The main model parameters that need to be designed are the size and number of convolution kernels (pooling kernels). As to the size of the convolution kernel, the first layer adopts 16 × 1 for the purpose of better suppression of the input of high-frequency noise [39]. The following convolution layers are 3 × 1, which is convenient for network deepening; this improves the feature learning ability of the model. After each convolutional layer, a 2 × 1 maximum pooling operation is performed to lessen the number of network parameters, decrease the time of convolutional operations, and effectively avoid overfitting. In addition, a padding operation is added to each convolutional layer in order not to discard the feature information of the input samples and to keep the output dimension of the convolutional layer consistent with the input dimension.

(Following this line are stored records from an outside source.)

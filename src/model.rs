//! Persistent records the pipeline reads and links artifacts onto.

use crate::error::ConvertError;
use chrono::{DateTime, Utc};
use serde::{Deserialize, Serialize};
use std::fmt;

/// A reference to a blob written to (or readable from) a [`crate::store::BlobStore`].
#[derive(Debug, Clone, PartialEq, Eq, Serialize, Deserialize)]
pub struct BlobRef {
    /// Store-relative key the blob was written under.
    pub key: String,
    /// Fetchable location: a URL or a local path.
    pub url: String,
}

impl BlobRef {
    pub fn new(key: impl Into<String>, url: impl Into<String>) -> Self {
        Self {
            key: key.into(),
            url: url.into(),
        }
    }
}

impl fmt::Display for BlobRef {
    fn fmt(&self, f: &mut fmt::Formatter<'_>) -> fmt::Result {
        f.write_str(&self.url)
    }
}

/// Kind of derived output.
#[derive(Debug, Clone, Copy, PartialEq, Eq, Hash, Serialize, Deserialize)]
#[serde(rename_all = "lowercase")]
pub enum ArtifactKind {
    Braille,
    Speech,
}

impl fmt::Display for ArtifactKind {
    fn fmt(&self, f: &mut fmt::Formatter<'_>) -> fmt::Result {
        match self {
            ArtifactKind::Braille => f.write_str("braille"),
            ArtifactKind::Speech => f.write_str("speech"),
        }
    }
}

/// Derived output linked to exactly one [`SourceDocument`].
///
/// Braille artifacts hold `[contracted, uncontracted]`; speech artifacts hold
/// `[audio]`.
#[derive(Debug, Clone, PartialEq, Serialize, Deserialize)]
pub struct ConversionArtifact {
    pub kind: ArtifactKind,
    pub refs: Vec<BlobRef>,
    pub created_at: DateTime<Utc>,
}

impl ConversionArtifact {
    pub fn new(kind: ArtifactKind, refs: Vec<BlobRef>) -> Self {
        Self {
            kind,
            refs,
            created_at: Utc::now(),
        }
    }
}

/// How a document's bytes are turned into text.
#[derive(Debug, Clone, Copy, PartialEq, Eq, Serialize, Deserialize)]
#[serde(rename_all = "snake_case")]
pub enum DocumentFormat {
    /// Paged PDF document.
    Pdf,
    /// `doc` / `docx` word-processor container.
    WordProcessor,
    /// `txt` / `rtf` / `odt`, read as UTF-8 text.
    Plain,
}

impl DocumentFormat {
    /// Resolve a format from a bare extension (case-insensitive, no dot).
    pub fn from_extension(ext: &str) -> Result<Self, ConvertError> {
        match ext.to_ascii_lowercase().as_str() {
            "pdf" => Ok(DocumentFormat::Pdf),
            "doc" | "docx" => Ok(DocumentFormat::WordProcessor),
            "txt" | "rtf" | "odt" => Ok(DocumentFormat::Plain),
            other => Err(ConvertError::UnsupportedFormat {
                extension: other.to_string(),
            }),
        }
    }

    /// Resolve a format from a file name's last extension.
    pub fn from_file_name(name: &str) -> Result<Self, ConvertError> {
        Self::from_extension(&extension_of(name))
    }
}

impl fmt::Display for DocumentFormat {
    fn fmt(&self, f: &mut fmt::Formatter<'_>) -> fmt::Result {
        match self {
            DocumentFormat::Pdf => f.write_str("pdf"),
            DocumentFormat::WordProcessor => f.write_str("word-processor"),
            DocumentFormat::Plain => f.write_str("plain"),
        }
    }
}

/// Lower-cased text after the last `.` of a file name.
///
/// A name without a dot yields the whole name, so `"README"` reports
/// `"readme"` and `".txt"` reports `"txt"`.
pub fn extension_of(file_name: &str) -> String {
    file_name
        .rsplit('.')
        .next()
        .unwrap_or_default()
        .to_ascii_lowercase()
}

/// An uploaded document.
///
/// Created once on upload; afterwards only the `braille` / `speech` artifact
/// links change, each replaced as a whole.
#[derive(Debug, Clone, PartialEq, Serialize, Deserialize)]
pub struct SourceDocument {
    pub id: String,
    pub owner_id: String,
    pub file_name: String,
    /// Lower-cased extension of `file_name`, used to pick the extractor.
    pub format_hint: String,
    pub size: u64,
    pub source: Option<BlobRef>,
    pub created_at: DateTime<Utc>,
    pub braille: Option<ConversionArtifact>,
    pub speech: Option<ConversionArtifact>,
}

impl SourceDocument {
    /// Describe a freshly uploaded file with a random id.
    pub fn new(
        owner_id: impl Into<String>,
        file_name: impl Into<String>,
        size: u64,
        source: BlobRef,
    ) -> Self {
        let file_name = file_name.into();
        Self {
            id: uuid::Uuid::new_v4().simple().to_string(),
            owner_id: owner_id.into(),
            format_hint: extension_of(&file_name),
            file_name,
            size,
            source: Some(source),
            created_at: Utc::now(),
            braille: None,
            speech: None,
        }
    }

    /// Override the generated id.
    pub fn with_id(mut self, id: impl Into<String>) -> Self {
        self.id = id.into();
        self
    }

    /// Current artifact of `kind`, if any.
    pub fn artifact(&self, kind: ArtifactKind) -> Option<&ConversionArtifact> {
        match kind {
            ArtifactKind::Braille => self.braille.as_ref(),
            ArtifactKind::Speech => self.speech.as_ref(),
        }
    }

    /// Replace the current artifact of the artifact's kind.
    pub fn link_artifact(&mut self, artifact: ConversionArtifact) {
        match artifact.kind {
            ArtifactKind::Braille => self.braille = Some(artifact),
            ArtifactKind::Speech => self.speech = Some(artifact),
        }
    }
}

The effect of model training is also affected by the training parameters. A too-small batch size will cause serious vibration to the loss, and the convergence within the maximum iteration may be difficult; meanwhile, the opposite situation could affect the generalization capability of the model. The batch size is finally set to 128, and the maximum iteration number is 20. The specific parameters of the model are listed in Table 1.

Table 1. Parameters of the proposed 1DCNN-L2SVM.

3.4. Fault Diagnosis Process

The designed model (Figure 2) is applied to a rotating machinery fault diagnosis system; its application procedure is illustrated in Figure 3, and the implementation steps are outlined below:

Figure 3. Flow chart of the fault diagnosis method based on 1DCNN and L2-SVM.

Step 1: The vibration signal of rotating machinery is acquired by the data collection system.

Step 2: The vibration signal is normalized, and each sample is obtained by the sliding window method within 1024 data points. The samples are separated into three parts for training, validating, and testing.

Step 3: The CNN model is built, the ReLU activation function in the traditional CNN is replaced with Linear and SELU activation functions, and the cross-entropy loss is replaced by the L2-SVM loss. Simultaneously, two new parameters are introduced, namely, the dynamic adjustment parameter and the modulation factors. Then, initialize the parameters in the model.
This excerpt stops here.